_EXERCISE:_
Your job is to write out each record precisely as it stands.

Dataset entries:
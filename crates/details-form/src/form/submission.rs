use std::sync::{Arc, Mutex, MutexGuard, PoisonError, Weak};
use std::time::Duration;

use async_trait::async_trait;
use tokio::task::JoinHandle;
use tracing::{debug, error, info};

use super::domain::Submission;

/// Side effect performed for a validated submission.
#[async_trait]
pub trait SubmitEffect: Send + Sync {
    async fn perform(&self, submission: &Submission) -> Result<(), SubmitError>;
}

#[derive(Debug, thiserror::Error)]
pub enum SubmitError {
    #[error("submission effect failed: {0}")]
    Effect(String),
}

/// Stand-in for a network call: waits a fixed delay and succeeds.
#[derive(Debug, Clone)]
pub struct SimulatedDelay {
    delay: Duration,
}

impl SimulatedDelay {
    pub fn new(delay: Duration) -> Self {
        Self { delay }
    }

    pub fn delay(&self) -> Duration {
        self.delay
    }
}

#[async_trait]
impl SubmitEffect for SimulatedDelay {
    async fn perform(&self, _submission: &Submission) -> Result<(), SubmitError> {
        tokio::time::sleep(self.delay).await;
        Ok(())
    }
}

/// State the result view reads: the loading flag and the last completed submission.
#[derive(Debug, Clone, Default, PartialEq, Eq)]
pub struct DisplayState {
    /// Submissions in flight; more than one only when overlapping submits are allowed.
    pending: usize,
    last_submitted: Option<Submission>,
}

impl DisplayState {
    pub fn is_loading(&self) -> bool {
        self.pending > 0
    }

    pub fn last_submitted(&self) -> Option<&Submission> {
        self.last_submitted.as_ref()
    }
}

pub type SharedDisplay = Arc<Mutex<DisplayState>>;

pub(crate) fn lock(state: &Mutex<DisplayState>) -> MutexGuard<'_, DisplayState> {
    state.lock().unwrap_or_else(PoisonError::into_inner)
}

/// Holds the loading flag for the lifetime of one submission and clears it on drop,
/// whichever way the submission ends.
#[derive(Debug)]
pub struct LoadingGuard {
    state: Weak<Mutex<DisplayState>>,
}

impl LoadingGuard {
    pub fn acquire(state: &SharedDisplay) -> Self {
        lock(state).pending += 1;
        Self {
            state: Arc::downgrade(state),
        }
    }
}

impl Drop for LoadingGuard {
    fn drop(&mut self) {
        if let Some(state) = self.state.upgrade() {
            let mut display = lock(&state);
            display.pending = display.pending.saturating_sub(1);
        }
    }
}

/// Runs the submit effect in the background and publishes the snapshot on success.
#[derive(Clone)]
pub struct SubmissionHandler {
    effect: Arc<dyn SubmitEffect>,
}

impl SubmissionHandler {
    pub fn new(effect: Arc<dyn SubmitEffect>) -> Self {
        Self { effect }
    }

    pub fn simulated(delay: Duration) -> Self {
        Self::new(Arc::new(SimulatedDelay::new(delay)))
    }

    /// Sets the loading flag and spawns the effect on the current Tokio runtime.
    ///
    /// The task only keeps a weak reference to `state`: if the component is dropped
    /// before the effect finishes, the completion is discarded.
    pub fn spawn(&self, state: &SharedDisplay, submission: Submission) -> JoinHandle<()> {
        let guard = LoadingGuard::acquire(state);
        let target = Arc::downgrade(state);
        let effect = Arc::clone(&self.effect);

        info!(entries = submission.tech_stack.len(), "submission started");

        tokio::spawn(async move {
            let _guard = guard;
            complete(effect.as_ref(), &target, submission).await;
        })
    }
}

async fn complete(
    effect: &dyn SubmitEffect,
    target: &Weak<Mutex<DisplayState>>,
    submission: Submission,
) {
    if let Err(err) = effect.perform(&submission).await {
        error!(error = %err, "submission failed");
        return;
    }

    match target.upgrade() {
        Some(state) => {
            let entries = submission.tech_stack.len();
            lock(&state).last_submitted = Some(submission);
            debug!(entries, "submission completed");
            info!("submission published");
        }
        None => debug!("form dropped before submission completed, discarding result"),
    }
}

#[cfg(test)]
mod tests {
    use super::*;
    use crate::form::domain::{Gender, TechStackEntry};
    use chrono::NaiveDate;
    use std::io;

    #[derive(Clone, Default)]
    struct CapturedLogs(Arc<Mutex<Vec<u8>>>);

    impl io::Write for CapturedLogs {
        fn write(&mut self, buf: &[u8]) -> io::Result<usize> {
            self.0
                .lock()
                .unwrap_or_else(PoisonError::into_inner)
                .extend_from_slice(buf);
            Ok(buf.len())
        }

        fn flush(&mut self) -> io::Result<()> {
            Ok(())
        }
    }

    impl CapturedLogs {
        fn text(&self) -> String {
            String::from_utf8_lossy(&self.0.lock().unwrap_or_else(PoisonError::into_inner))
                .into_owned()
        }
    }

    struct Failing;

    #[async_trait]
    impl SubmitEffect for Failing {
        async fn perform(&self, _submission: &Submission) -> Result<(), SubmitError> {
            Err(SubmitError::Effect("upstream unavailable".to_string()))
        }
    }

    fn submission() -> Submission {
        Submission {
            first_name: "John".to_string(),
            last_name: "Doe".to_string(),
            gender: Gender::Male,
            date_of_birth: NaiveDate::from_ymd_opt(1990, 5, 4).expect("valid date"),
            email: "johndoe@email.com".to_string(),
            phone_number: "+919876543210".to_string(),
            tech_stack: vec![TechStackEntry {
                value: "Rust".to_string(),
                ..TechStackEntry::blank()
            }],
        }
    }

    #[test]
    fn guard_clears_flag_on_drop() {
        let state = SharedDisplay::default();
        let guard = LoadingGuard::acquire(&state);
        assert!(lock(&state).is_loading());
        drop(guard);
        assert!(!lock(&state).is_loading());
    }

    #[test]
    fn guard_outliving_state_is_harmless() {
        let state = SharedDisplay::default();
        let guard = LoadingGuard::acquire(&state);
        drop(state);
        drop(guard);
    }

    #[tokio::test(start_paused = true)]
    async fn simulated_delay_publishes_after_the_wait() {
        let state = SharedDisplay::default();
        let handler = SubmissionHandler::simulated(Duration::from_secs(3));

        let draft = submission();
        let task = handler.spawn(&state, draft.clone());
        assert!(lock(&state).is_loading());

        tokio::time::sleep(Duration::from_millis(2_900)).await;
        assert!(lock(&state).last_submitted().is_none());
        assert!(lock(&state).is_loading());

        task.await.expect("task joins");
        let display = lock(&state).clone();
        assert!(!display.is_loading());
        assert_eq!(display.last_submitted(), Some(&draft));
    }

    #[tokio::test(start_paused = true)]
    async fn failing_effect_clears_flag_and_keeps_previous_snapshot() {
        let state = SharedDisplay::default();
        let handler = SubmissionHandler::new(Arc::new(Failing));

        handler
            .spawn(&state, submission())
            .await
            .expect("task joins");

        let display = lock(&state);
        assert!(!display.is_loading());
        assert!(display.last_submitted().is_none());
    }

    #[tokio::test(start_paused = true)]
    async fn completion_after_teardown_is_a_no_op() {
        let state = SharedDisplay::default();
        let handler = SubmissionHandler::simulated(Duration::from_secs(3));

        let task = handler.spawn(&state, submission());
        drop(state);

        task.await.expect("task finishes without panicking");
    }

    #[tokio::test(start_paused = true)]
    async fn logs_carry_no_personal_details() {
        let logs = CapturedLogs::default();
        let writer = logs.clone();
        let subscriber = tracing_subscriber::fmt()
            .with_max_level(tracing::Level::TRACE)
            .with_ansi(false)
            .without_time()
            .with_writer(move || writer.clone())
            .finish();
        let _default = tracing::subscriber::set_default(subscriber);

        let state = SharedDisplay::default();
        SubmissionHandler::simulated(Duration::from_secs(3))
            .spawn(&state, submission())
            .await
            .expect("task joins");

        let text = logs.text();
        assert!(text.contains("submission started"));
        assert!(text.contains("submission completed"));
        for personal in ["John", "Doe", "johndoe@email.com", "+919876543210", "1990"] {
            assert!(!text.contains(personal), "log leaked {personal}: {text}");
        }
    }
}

_RESULT:_
filename crates/details-form/src/form/submission.rs
use std::sync::{Arc, Mutex, MutexGuard, PoisonError, Weak};
use std::time::Duration;

use async_trait::async_trait;
use tokio::task::JoinHandle;
use tracing::{debug, error, info};

use super::domain::Submission;

/// Side effect performed for a validated submission.
#[async_trait]
pub trait SubmitEffect: Send + Sync {
    async fn perform(&self, submission: &Submission) -> Result<(), SubmitError>;
}

#[derive(Debug, thiserror::Error)]
pub enum SubmitError {
    #[error("submission effect failed: {0}")]
    Effect(String),
}

/// Stand-in for a network call: waits a fixed delay and succeeds.
#[derive(Debug, Clone)]
pub struct SimulatedDelay {
    delay: Duration,
}

impl SimulatedDelay {
    pub fn new(delay: Duration) -> Self {
        Self { delay }
    }

    pub fn delay(&self) -> Duration {
        self.delay
    }
}

#[async_trait]
impl SubmitEffect for SimulatedDelay {
    async fn perform(&self, _submission: &Submission) -> Result<(), SubmitError> {
        tokio::time::sleep(self.delay).await;
        Ok(())
    }
}

/// State the result view reads: the loading flag and the last completed submission.
#[derive(Debug, Clone, Default, PartialEq, Eq)]
pub struct DisplayState {
    /// Submissions in flight; more than one only when overlapping submits are allowed.
    pending: usize,
    last_submitted: Option<Submission>,
}

impl DisplayState {
    pub fn is_loading(&self) -> bool {
        self.pending > 0
    }

    pub fn last_submitted(&self) -> Option<&Submission> {
        self.last_submitted.as_ref()
    }
}

pub type SharedDisplay = Arc<Mutex<DisplayState>>;

pub(crate) fn lock(state: &Mutex<DisplayState>) -> MutexGuard<'_, DisplayState> {
    state.lock().unwrap_or_else(PoisonError::into_inner)
}

/// Holds the loading flag for the lifetime of one submission and clears it on drop,
/// whichever way the submission ends.
#[derive(Debug)]
pub struct LoadingGuard {
    state: Weak<Mutex<DisplayState>>,
}

impl LoadingGuard {
    pub fn acquire(state: &SharedDisplay) -> Self {
        lock(state).pending += 1;
        Self {
            state: Arc::downgrade(state),
        }
    }
}

impl Drop for LoadingGuard {
    fn drop(&mut self) {
        if let Some(state) = self.state.upgrade() {
            let mut display = lock(&state);
            display.pending = display.pending.saturating_sub(1);
        }
    }
}

/// Runs the submit effect in the background and publishes the snapshot on success.
#[derive(Clone)]
pub struct SubmissionHandler {
    effect: Arc<dyn SubmitEffect>,
}

impl SubmissionHandler {
    pub fn new(effect: Arc<dyn SubmitEffect>) -> Self {
        Self { effect }
    }

    pub fn simulated(delay: Duration) -> Self {
        Self::new(Arc::new(SimulatedDelay::new(delay)))
    }

    /// Sets the loading flag and spawns the effect on the current Tokio runtime.
    ///
    /// The task only keeps a weak reference to `state`: if the component is dropped
    /// before the effect finishes, the completion is discarded.
    pub fn spawn(&self, state: &SharedDisplay, submission: Submission) -> JoinHandle<()> {
        let guard = LoadingGuard::acquire(state);
        let target = Arc::downgrade(state);
        let effect = Arc::clone(&self.effect);

        info!(entries = submission.tech_stack.len(), "submission started");

        tokio::spawn(async move {
            let _guard = guard;
            complete(effect.as_ref(), &target, submission).await;
        })
    }
}

async fn complete(
    effect: &dyn SubmitEffect,
    target: &Weak<Mutex<DisplayState>>,
    submission: Submission,
) {
    if let Err(err) = effect.perform(&submission).await {
        error!(error = %err, "submission failed");
        return;
    }

    match target.upgrade() {
        Some(state) => {
            let entries = submission.tech_stack.len();
            lock(&state).last_submitted = Some(submission);
            debug!(entries, "submission completed");
            info!("submission published");
        }
        None => debug!("form dropped before submission completed, discarding result"),
    }
}

#[cfg(test)]
mod tests {
    use super::*;
    use crate::form::domain::{Gender, TechStackEntry};
    use chrono::NaiveDate;
    use std::io;

    #[derive(Clone, Default)]
    struct CapturedLogs(Arc<Mutex<Vec<u8>>>);

    impl io::Write for CapturedLogs {
        fn write(&mut self, buf: &[u8]) -> io::Result<usize> {
            self.0
                .lock()
                .unwrap_or_else(PoisonError::into_inner)
                .extend_from_slice(buf);
            Ok(buf.len())
        }

        fn flush(&mut self) -> io::Result<()> {
            Ok(())
        }
    }

    impl CapturedLogs {
        fn text(&self) -> String {
            String::from_utf8_lossy(&self.0.lock().unwrap_or_else(PoisonError::into_inner))
                .into_owned()
        }
    }

    struct Failing;

    #[async_trait]
    impl SubmitEffect for Failing {
        async fn perform(&self, _submission: &Submission) -> Result<(), SubmitError> {
            Err(SubmitError::Effect("upstream unavailable".to_string()))
        }
    }

    fn submission() -> Submission {
        Submission {
            first_name: "John".to_string(),
            last_name: "Doe".to_string(),
            gender: Gender::Male,
            date_of_birth: NaiveDate::from_ymd_opt(1990, 5, 4).expect("valid date"),
            email: "johndoe@email.com".to_string(),
            phone_number: "+919876543210".to_string(),
            tech_stack: vec![TechStackEntry {
                value: "Rust".to_string(),
                ..TechStackEntry::blank()
            }],
        }
    }

    #[test]
    fn guard_clears_flag_on_drop() {
        let state = SharedDisplay::default();
        let guard = LoadingGuard::acquire(&state);
        assert!(lock(&state).is_loading());
        drop(guard);
        assert!(!lock(&state).is_loading());
    }

    #[test]
    fn guard_outliving_state_is_harmless() {
        let state = SharedDisplay::default();
        let guard = LoadingGuard::acquire(&state);
        drop(state);
        drop(guard);
    }

    #[tokio::test(start_paused = true)]
    async fn simulated_delay_publishes_after_the_wait() {
        let state = SharedDisplay::default();
        let handler = SubmissionHandler::simulated(Duration::from_secs(3));

        let draft = submission();
        let task = handler.spawn(&state, draft.clone());
        assert!(lock(&state).is_loading());

        tokio::time::sleep(Duration::from_millis(2_900)).await;
        assert!(lock(&state).last_submitted().is_none());
        assert!(lock(&state).is_loading());

        task.await.expect("task joins");
        let display = lock(&state).clone();
        assert!(!display.is_loading());
        assert_eq!(display.last_submitted(), Some(&draft));
    }

    #[tokio::test(start_paused = true)]
    async fn failing_effect_clears_flag_and_keeps_previous_snapshot() {
        let state = SharedDisplay::default();
        let handler = SubmissionHandler::new(Arc::new(Failing));

        handler
            .spawn(&state, submission())
            .await
            .expect("task joins");

        let display = lock(&state);
        assert!(!display.is_loading());
        assert!(display.last_submitted().is_none());
    }

    #[tokio::test(start_paused = true)]
    async fn completion_after_teardown_is_a_no_op() {
        let state = SharedDisplay::default();
        let handler = SubmissionHandler::simulated(Duration::from_secs(3));

        let task = handler.spawn(&state, submission());
        drop(state);

        task.await.expect("task finishes without panicking");
    }

    #[tokio::test(start_paused = true)]
    async fn logs_carry_no_personal_details() {
        let logs = CapturedLogs::default();
        let writer = logs.clone();
        let subscriber = tracing_subscriber::fmt()
            .with_max_level(tracing::Level::TRACE)
            .with_ansi(false)
            .without_time()
            .with_writer(move || writer.clone())
            .finish();
        let _default = tracing::subscriber::set_default(subscriber);

        let state = SharedDisplay::default();
        SubmissionHandler::simulated(Duration::from_secs(3))
            .spawn(&state, submission())
            .await
            .expect("task joins");

        let text = logs.text();
        assert!(text.contains("submission started"));
        assert!(text.contains("submission completed"));
        for personal in ["John", "Doe", "johndoe@email.com", "+919876543210", "1990"] {
            assert!(!text.contains(personal), "log leaked {personal}: {text}");
        }
    }
}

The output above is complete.